On the fourth floor of the brand's Fifth Avenue flagship, where the women's designer collection lives alongside childrenswear, a Samsung GearVR headset sits atop a podium with a pretty sales associate positioned next to it. I asked to try it out and she happily obliged, positioning the heavy Oculus-powered device on my head, not before suggesting that I sit down on a nearby bench, because it made her nauseous when she tried it standing up.
After a couple of welcome screens, I was transported to a slightly blurry recording of the fall 2015 Tommy Hilfiger runway show, which was also on display on several TV screens throughout the store. However, this version was three-dimensional and gave me a 360-degree view. In front of me were models walking the football field runway; turning to the left, I saw familiar Elle editors snapping photos from the front row; behind me were back-row guests looking annoyed because they couldn't see. The view sporadically shifted from the front row to backstage. Before the finale, I watched all the models lining up to stampede the field, before watching them do so from the front row.

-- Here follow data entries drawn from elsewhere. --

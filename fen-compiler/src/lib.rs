// The Fen semantic core: scope construction, bidirectional type checking
// with trait resolution, and IR emission with monomorphization and a
// dynamic-dispatch fallback. `Compiler` ties the stages together and owns
// the state shared between the prelude and user programs.

pub mod annotations;
pub mod binder;
pub mod check;
pub mod declare;
pub mod elaborate;
pub mod emit;
pub mod prelude;
pub mod scope;
pub mod trait_impls;
pub mod types;

use annotations::Annotations;
use check::TypeCheckVisitor;
use declare::DeclarationVisitor;
use emit::EmitVisitor;
use fen_diagnostics::{CompileError, ErrorKind};
use fen_parser::{ParseError, Parser};
use fen_runtime::{
    builtin_natives, Interpreter, IrFunction, IrProgram, IrStmt, MetaManager, Natives,
    RuntimeError,
};
use scope::{ScopeManager, Symbol, TypeSymbol};
use trait_impls::TraitImpls;
use types::{Definitions, PRIMITIVE_TYPES};

pub use fen_diagnostics::render;

#[derive(Debug, thiserror::Error)]
pub enum FenError {
    #[error(transparent)]
    Compile(#[from] CompileError),
    #[error(transparent)]
    Runtime(#[from] RuntimeError),
}

/// One compilation session: `initialize()` loads the prelude, then each
/// `run` compiles a program against the session state and executes it.
pub struct Compiler {
    scopes: ScopeManager,
    trait_impls: TraitImpls,
    defs: Definitions,
    ann: Annotations,
    metas: MetaManager,
    natives: Natives,
    emitted: std::collections::HashSet<String>,
    functions: Vec<IrFunction>,
    initialized: bool,
}

impl Default for Compiler {
    fn default() -> Self {
        Self::new()
    }
}

impl Compiler {
    pub fn new() -> Self {
        Self {
            scopes: ScopeManager::new(),
            trait_impls: TraitImpls::new(),
            defs: Definitions::default(),
            ann: Annotations::default(),
            metas: MetaManager::new(),
            natives: builtin_natives(),
            emitted: std::collections::HashSet::new(),
            functions: Vec::new(),
            initialized: false,
        }
    }

    /// Register the primitive types and the native bridge signatures, then
    /// compile the prelude through the ordinary pipeline.
    pub fn initialize(&mut self) -> Result<(), CompileError> {
        if self.initialized {
            return Ok(());
        }
        let global = self.scopes.global();
        for name in PRIMITIVE_TYPES {
            self.scopes
                .add_type(global, TypeSymbol::Primitive((*name).to_string()))
                .map_err(|m| CompileError::new(ErrorKind::Internal, m, 0..0))?;
            self.metas.get_or_create_meta(name);
        }
        for func in prelude::native_function_refs() {
            self.scopes
                .add_var(
                    global,
                    Symbol::Function {
                        name: func.name.clone(),
                        func,
                    },
                )
                .map_err(|m| CompileError::new(ErrorKind::Internal, m, 0..0))?;
        }

        let body = self.compile(prelude::PRELUDE)?;
        debug_assert!(body.is_empty(), "the prelude has no program body");
        self.initialized = true;
        Ok(())
    }

    /// Run all three stages over a source program and return its body.
    /// Emitted functions accumulate on the session.
    fn compile(&mut self, source: &str) -> Result<Vec<IrStmt>, CompileError> {
        let program = Parser::new(source)
            .and_then(|mut p| p.parse())
            .map_err(parse_error)?;

        DeclarationVisitor::new(
            &mut self.scopes,
            &mut self.trait_impls,
            &mut self.defs,
            &mut self.ann,
        )
        .run(&program)?;

        TypeCheckVisitor::new(
            &mut self.scopes,
            &self.trait_impls,
            &self.defs,
            &mut self.ann,
        )
        .run(&program)?;

        EmitVisitor::new(
            &self.defs,
            &self.ann,
            &self.trait_impls,
            &mut self.metas,
            &mut self.emitted,
            &mut self.functions,
        )
        .emit_program(&program)
    }

    /// Compile without executing.
    pub fn check(&mut self, source: &str) -> Result<(), CompileError> {
        self.compile(source).map(|_| ())
    }

    /// Compile and execute, printing to stdout.
    pub fn run(&mut self, source: &str) -> Result<(), FenError> {
        let mut out = std::io::stdout();
        self.run_with_writer(source, &mut out)
    }

    /// Compile and execute with an explicit output sink.
    pub fn run_with_writer(
        &mut self,
        source: &str,
        out: &mut dyn std::io::Write,
    ) -> Result<(), FenError> {
        let body = self.compile(source)?;
        let program = self.assemble(body);
        Interpreter::new(&program, &mut self.metas, &self.natives, out).run()?;
        Ok(())
    }

    /// The program emitted so far: every compiled function plus a body.
    pub fn assemble(&self, body: Vec<IrStmt>) -> IrProgram {
        let mut program = IrProgram::new();
        for function in &self.functions {
            program.add_function(function.clone());
        }
        program.body = body;
        program
    }

    /// Names of every emitted function, for tests and tooling.
    pub fn emitted_names(&self) -> Vec<String> {
        self.functions.iter().map(|f| f.name.clone()).collect()
    }

    /// Read access to the pipeline's side tables, for tooling and for the
    /// invariant test suite.
    pub fn annotations(&self) -> &Annotations {
        &self.ann
    }
}

fn parse_error(e: ParseError) -> CompileError {
    let span = e.span();
    CompileError::new(ErrorKind::SyntaxError, e.to_string(), span)
}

It was really cool, and fun, but I was left wondering what exactly the point is. Seeing the clothes come down a runway — at an event that took place six months ago — in a virtual reality format didn't make me more interested in purchasing the clothes hung on the racks about me. Nor did it help me understand the theme any better than I would have by just looking at the clothes — their American-athletic inspiration is not difficult to surmise.
That said, it did get me into the store. It's also entertaining for families shopping together. The device is smartly located on the same floor as childrenswear, and after watching me use it, a family of five lined up to do the same.
"These days, you can't just wait for people to come into the store and try on your jackets," Tommy CEO Daniel Grieder said in a recent New York Times interview about the headsets. "You have to provide entertainment.”
While this particular bit of entertainment feels a bit gimmicky, it's clear that virtual reality is big on the minds of fashion marketing teams, especially when it comes to making fashion shows accessible to consumers. Topshop was one of the first to do this when, in 2014, it set up virtual reality headsets at its London Oxford Circus flagship, giving customers a panoramic video of its runway show both while it was taking place, and after. Similarly, Dior set up headsets at its stores this summer so that customers could experience its fall 2015 show backstage, showing models being fitted and having their makeup done by Peter Phillips. InStyle recently used it to give subscribers behind-the-scenes access to Drew Barrymore's cover shoot via an app.
Beauty is one area where it seems these immersive, 360-degree videos could really take off: Beauty tutorial guru Michelle Phan seems to think so, as she recently partnered with Littlstar, a virtual reality video platform. While feeling like you're at fashion show is fun, getting a 360-degree makeup tutorial could actually be useful.